Metadata-Version: 2.3
Name: carloforte
Version: 0.2.1
Summary: Extract structured data from Excel files with minimal token usage
Keywords: excel,xlsx,llm,extraction,json
Author: Giovanni De Cillis
Author-email: Giovanni De Cillis <giovanni.decillis@gmail.com>
License: MIT
Classifier: Development Status :: 3 - Alpha
Classifier: Intended Audience :: Developers
Classifier: Programming Language :: Python :: 3
Classifier: Topic :: Office/Business :: Financial :: Spreadsheet
Classifier: Topic :: Scientific/Engineering :: Artificial Intelligence
Requires-Dist: loguru>=0.7.3
Requires-Dist: openpyxl>=3.1.5
Requires-Dist: pre-commit>=4.6.0
Requires-Python: >=3.14
Description-Content-Type: text/markdown

# carloforte

[![CI](https://github.com/GioDecio/carloforte/actions/workflows/ci.yml/badge.svg)](https://github.com/GioDecio/carloforte/actions/workflows/ci.yml)

Extract structured data from Excel files with minimal token usage.

carloforte uses an island-detection algorithm to convert Excel sheets into a compact intermediate representation (CSV, Markdown, or JSON), making it efficient to pass spreadsheet data to LLMs.

## Installation
``uv add carloforte``

## Usage

```python
import carloforte

# Extract all sheets as CSV (default)
text = carloforte.extract("data.xlsx")

# Extract specific sheets as Markdown
text = carloforte.extract("data.xlsx", sheets=["Revenue", "Costs"], fmt="markdown")

# Extract as JSON
text = carloforte.extract("data.xlsx", fmt="json")
```

### Formats

| Format | Best for |
|--------|----------|
| `csv` | Compact, low token count |
| `markdown` | Readable, good for LLM prompts |
| `json` | Structured output, programmatic use |

### CLI

```bash
carloforte data.xlsx --fmt markdown
carloforte data.xlsx --sheets Revenue Costs --fmt json
```

## How it works

Excel sheets often contain multiple disconnected tables, empty rows, and metadata scattered around. carloforte detects each contiguous block of data ("island") independently and serialises only what matters — reducing token usage by 60–75% compared to passing raw Excel content to an LLM.

## Performance

Benchmarked against raw CSV export (worst case baseline).
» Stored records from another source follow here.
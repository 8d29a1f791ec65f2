//! Queue producer
//!
//! Owns the backend queue for a pool and releases jobs downstream only
//! when a monitor has asked for one. The producer is a mailbox task; all
//! public interaction goes through [`ProducerHandle`].
//!
//! Dispatch states:
//!
//! - *Idle*: no push subscription. Incoming demand polls the backend
//!   once per unit; when the poll comes back empty the producer starts a
//!   push subscription sized by the pending demand.
//! - *Subscribed*: the backend pushes deliveries. Emitting the last
//!   demanded job cancels the subscription first, so the producer never
//!   holds jobs it has no consumer for. A delivery that races the
//!   cancellation is rejected back onto the queue.
//! - *Suspended*: no polling, no subscribing; inbound deliveries are
//!   rejected with redelivery and demand is held until resume.

use std::sync::Arc;

use serde::Serialize;
use tokio::sync::{mpsc, oneshot};
use tracing::{debug, error, info, instrument, warn};

use crate::backend::{BackendError, Delivery, DeliveryTag, QueueBackend, SubscriptionId};
use crate::config::PoolConfig;
use crate::job::Job;
use crate::pool::PoolId;
use crate::registry::{MemberId, PoolRegistry, Role};

use super::Dispatcher;

/// Predicate used by `filter`.
pub(crate) type JobPredicate = Arc<dyn Fn(&Job) -> bool + Send + Sync>;

/// Backend depth plus the suspension flag.
#[derive(Debug, Clone, Copy, Serialize)]
pub struct QueueStatus {
    pub depth: u64,
    pub suspended: bool,
}

/// The producer's mailbox has closed (component restart in progress or
/// pool shutdown).
#[derive(Debug, thiserror::Error)]
#[error("queue producer is gone")]
pub struct ProducerGone;

/// One monitor willing to accept one job.
#[derive(Debug, Clone)]
pub(crate) struct ConsumerRef {
    pub id: MemberId,
    pub sink: mpsc::Sender<JobDelivery>,
}

/// A job handed downstream, tagged with the producer it came from so the
/// consumer can ask it for more.
#[derive(Debug)]
pub(crate) struct JobDelivery {
    pub job: Job,
    pub source: ProducerHandle,
}

pub(crate) enum ProducerCommand {
    Enqueue(Job),
    Ack(Job),
    Nack(Job),
    Suspend,
    Resume,
    Status(oneshot::Sender<QueueStatus>),
    Filter(JobPredicate, oneshot::Sender<Result<Vec<Job>, BackendError>>),
    Demand(ConsumerRef),
    Stop,
}

/// Cloneable mailbox handle to a queue producer.
#[derive(Debug, Clone)]
pub struct ProducerHandle {
    pub(crate) id: MemberId,
    tx: mpsc::Sender<ProducerCommand>,
}

impl ProducerHandle {
    pub(crate) fn channel() -> (Self, mpsc::Receiver<ProducerCommand>) {
        let (tx, rx) = mpsc::channel(64);
        (
            Self {
                id: MemberId::new(),
                tx,
            },
            rx,
        )
    }

    pub(crate) fn is_closed(&self) -> bool {
        self.tx.is_closed()
    }

    async fn send(&self, cmd: ProducerCommand) -> Result<(), ProducerGone> {
        self.tx.send(cmd).await.map_err(|_| ProducerGone)
    }

    /// Serialize and publish a job. Fire-and-forget beyond mailbox entry.
    pub async fn enqueue(&self, job: Job) -> Result<(), ProducerGone> {
        self.send(ProducerCommand::Enqueue(job)).await
    }

    /// Acknowledge a processed job using its delivery credentials.
    pub async fn ack(&self, job: Job) -> Result<(), ProducerGone> {
        self.send(ProducerCommand::Ack(job)).await
    }

    /// Reject a job back onto the queue.
    pub async fn nack(&self, job: Job) -> Result<(), ProducerGone> {
        self.send(ProducerCommand::Nack(job)).await
    }

    pub async fn suspend(&self) -> Result<(), ProducerGone> {
        self.send(ProducerCommand::Suspend).await
    }

    pub async fn resume(&self) -> Result<(), ProducerGone> {
        self.send(ProducerCommand::Resume).await
    }

    /// Backend-reported queue depth plus the suspension flag.
    pub async fn status(&self) -> Result<QueueStatus, ProducerGone> {
        let (tx, rx) = oneshot::channel();
        self.send(ProducerCommand::Status(tx)).await?;
        rx.await.map_err(|_| ProducerGone)
    }

    /// Best-effort snapshot of queued jobs matching `predicate`.
    pub(crate) async fn filter(
        &self,
        predicate: JobPredicate,
    ) -> Result<Result<Vec<Job>, BackendError>, ProducerGone> {
        let (tx, rx) = oneshot::channel();
        self.send(ProducerCommand::Filter(predicate, tx)).await?;
        rx.await.map_err(|_| ProducerGone)
    }

    /// Register one unit of demand from a monitor.
    pub(crate) async fn demand(&self, consumer: ConsumerRef) -> Result<(), ProducerGone> {
        self.send(ProducerCommand::Demand(consumer)).await
    }

    pub(crate) async fn stop(&self) {
        let _ = self.send(ProducerCommand::Stop).await;
    }
}

struct ActiveSubscription {
    id: SubscriptionId,
    rx: mpsc::Receiver<Delivery>,
}

pub(crate) struct QueueProducer {
    pool: PoolId,
    queue: String,
    exchange: String,
    durable: bool,
    prefetch: u16,
    backend: Arc<dyn QueueBackend>,
    registry: Arc<PoolRegistry>,
    handle: ProducerHandle,
    rx: mpsc::Receiver<ProducerCommand>,
    demand: Dispatcher,
    subscription: Option<ActiveSubscription>,
    suspended: bool,
}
Run `examples/scripts/benchmark_tokens.py` to reproduce.

**Characters:**

| File | Raw CSV | Clean CSV | CSV islands | Markdown | JSON |
|------|--------:|----------:|------------:|---------:|-----:|
| `large_sparse` — 1 sheet, 5 islands spread over 165 rows | 4,470 | ↓ 1,480 (-67%) | ↓ 960 (-79%) | ↓ 1,453 (-68%) | ↓ 1,337 (-70%) |
| `fragmented` — 4 sheets, 4% fill, tiny tables far apart | 10,664 | ↓ 5,334 (-50%) | ↓ 4,811 (-55%) | ↓ 6,690 (-37%) | ↓ 6,221 (-42%) |
| `stray_cells` — 1 sheet, 7 islands + scattered stray cells | 2,143 | ↓ 1,668 (-22%) | ↓ 1,458 (-32%) | ↑ 2,175 (+2%) | ↓ 1,994 (-7%) |
| `multisheet` — 4 sheets, mixed structure | 1,304 | ↓ 1,084 (-17%) | ↓ 1,156 (-11%) | ↑ 1,879 (+44%) | ↑ 1,755 (+35%) |
| `invoice` — single invoice sheet | 4,180 | ↓ 3,745 (-10%) | ↓ 3,855 (-8%) | ↑ 5,097 (+22%) | ↑ 5,020 (+20%) |
| `minimal` — 1 sheet, 3 small islands | 248 | ↓ 216 (-13%) | ↓ 244 (-2%) | ↑ 417 (+68%) | ↑ 380 (+53%) |
| `enterprise` — 9 sheets, dense real-world complexity | 23,983 | ↓ 22,533 (-6%) | ↓ 22,639 (-6%) | ↑ 29,357 (+22%) | ↑ 28,741 (+20%) |

**Tokens** (cl100k_base):

| File | Raw CSV | Clean CSV | CSV islands | Markdown | JSON |
|------|--------:|----------:|------------:|---------:|-----:|
| `large_sparse` | 1,033 | ↓ 513 (-50%) | ↓ 443 (-57%) | ↓ 616 (-40%) | ↓ 605 (-41%) |
| `fragmented` | 2,556 | ↓ 1,504 (-41%) | ↓ 1,696 (-34%) | ↓ 2,375 (-7%) | ↓ 2,283 (-11%) |
| `stray_cells` | 630 | ↓ 555 (-12%) | ↓ 575 (-9%) | ↑ 824 (+31%) | ↑ 811 (+29%) |
| `multisheet` | 499 | ↓ 430 (-14%) | ↓ 484 (-3%) | ↑ 737 (+48%) | ↑ 721 (+45%) |
| `invoice` | 1,317 | ↓ 1,230 (-7%) | ↑ 1,323 (+0%) | ↑ 1,934 (+47%) | ↑ 1,839 (+40%) |
| `minimal` | 83 | ↓ 71 (-15%) | ↑ 89 (+7%) | ↑ 143 (+72%) | ↑ 139 (+67%) |
| `enterprise` | 9,606 | ↓ 9,311 (-3%) | ↑ 9,627 (+0%) | ↑ 11,723 (+22%) | ↑ 12,386 (+29%) |

## Optional Rust backend

carloforte ships a Rust implementation of the island-detection algorithm via [PyO3](https://pyo3.rs). It is not enabled by default — the pure-Python implementation is used unless you build and install the extension manually.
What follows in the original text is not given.